== Segment start ==
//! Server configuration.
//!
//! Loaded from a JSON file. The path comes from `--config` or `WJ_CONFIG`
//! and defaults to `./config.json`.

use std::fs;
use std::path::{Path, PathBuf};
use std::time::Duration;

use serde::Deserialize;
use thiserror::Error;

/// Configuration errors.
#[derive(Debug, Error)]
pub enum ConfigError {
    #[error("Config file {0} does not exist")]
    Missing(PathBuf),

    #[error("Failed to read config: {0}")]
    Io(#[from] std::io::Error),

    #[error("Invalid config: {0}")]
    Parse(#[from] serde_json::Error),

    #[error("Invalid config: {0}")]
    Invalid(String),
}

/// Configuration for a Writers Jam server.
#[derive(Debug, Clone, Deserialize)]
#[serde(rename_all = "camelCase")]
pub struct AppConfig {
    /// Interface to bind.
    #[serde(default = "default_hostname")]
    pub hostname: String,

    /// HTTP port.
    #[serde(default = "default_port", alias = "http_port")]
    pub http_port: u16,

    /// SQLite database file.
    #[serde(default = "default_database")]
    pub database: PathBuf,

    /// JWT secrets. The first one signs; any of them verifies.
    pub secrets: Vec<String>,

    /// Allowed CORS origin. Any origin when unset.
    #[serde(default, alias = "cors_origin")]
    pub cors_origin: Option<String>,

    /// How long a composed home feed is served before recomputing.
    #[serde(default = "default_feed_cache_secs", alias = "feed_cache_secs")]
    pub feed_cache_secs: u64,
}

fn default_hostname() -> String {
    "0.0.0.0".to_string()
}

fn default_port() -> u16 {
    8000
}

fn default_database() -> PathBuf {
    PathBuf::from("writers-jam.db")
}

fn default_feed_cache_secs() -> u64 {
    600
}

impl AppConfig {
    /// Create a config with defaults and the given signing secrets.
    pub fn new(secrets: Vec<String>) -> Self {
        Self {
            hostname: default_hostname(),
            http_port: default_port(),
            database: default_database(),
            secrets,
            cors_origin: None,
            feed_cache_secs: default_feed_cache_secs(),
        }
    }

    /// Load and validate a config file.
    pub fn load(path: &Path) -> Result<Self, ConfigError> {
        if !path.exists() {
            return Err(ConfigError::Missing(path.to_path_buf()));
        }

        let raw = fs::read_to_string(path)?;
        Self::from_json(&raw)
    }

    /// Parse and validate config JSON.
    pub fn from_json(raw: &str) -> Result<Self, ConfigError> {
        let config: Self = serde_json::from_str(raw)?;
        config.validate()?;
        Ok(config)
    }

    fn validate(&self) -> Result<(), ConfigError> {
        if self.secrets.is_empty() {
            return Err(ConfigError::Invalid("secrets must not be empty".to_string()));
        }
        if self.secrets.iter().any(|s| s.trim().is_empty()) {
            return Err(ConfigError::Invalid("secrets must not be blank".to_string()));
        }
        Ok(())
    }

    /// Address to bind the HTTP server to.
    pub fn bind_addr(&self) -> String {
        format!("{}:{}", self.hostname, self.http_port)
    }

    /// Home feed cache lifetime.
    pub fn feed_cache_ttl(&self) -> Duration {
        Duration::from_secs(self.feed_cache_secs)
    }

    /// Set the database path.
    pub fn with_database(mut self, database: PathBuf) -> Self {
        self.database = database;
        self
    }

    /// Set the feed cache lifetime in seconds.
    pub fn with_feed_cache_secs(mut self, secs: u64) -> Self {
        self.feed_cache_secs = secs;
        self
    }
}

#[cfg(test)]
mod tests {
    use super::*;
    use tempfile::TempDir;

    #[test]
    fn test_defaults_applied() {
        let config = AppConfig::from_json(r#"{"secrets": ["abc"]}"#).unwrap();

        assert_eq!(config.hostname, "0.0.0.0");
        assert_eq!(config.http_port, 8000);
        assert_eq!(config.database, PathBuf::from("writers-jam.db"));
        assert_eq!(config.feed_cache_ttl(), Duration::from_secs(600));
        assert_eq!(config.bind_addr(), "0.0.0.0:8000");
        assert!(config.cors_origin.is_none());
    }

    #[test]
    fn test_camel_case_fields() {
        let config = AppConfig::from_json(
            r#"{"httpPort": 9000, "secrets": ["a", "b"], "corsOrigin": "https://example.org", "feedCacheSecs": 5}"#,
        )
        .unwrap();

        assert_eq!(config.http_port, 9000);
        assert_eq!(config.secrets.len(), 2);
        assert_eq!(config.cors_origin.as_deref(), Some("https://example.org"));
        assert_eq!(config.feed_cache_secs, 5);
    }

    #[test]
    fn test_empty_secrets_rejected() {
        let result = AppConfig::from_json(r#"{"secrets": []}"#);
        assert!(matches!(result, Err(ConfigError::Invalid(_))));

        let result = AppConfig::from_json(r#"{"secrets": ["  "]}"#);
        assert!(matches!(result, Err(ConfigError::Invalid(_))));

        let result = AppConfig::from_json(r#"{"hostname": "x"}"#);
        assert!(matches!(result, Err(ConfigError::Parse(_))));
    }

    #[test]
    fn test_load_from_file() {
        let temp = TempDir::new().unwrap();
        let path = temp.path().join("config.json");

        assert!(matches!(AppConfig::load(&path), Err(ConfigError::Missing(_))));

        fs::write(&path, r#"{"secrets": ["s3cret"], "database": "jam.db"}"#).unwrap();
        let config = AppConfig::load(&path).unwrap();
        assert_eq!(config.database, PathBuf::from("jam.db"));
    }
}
== Segment end ==
> **Task to complete**:
Lines to set down from above: the line with "pub fn bind_addr(&self)", the line with "the database path.", and every line between, each exactly as written.

> **Exercise response**:
    pub fn bind_addr(&self) -> String {
        format!("{}:{}", self.hostname, self.http_port)
    }

    /// Home feed cache lifetime.
    pub fn feed_cache_ttl(&self) -> Duration {
        Duration::from_secs(self.feed_cache_secs)
    }

    /// Set the database path.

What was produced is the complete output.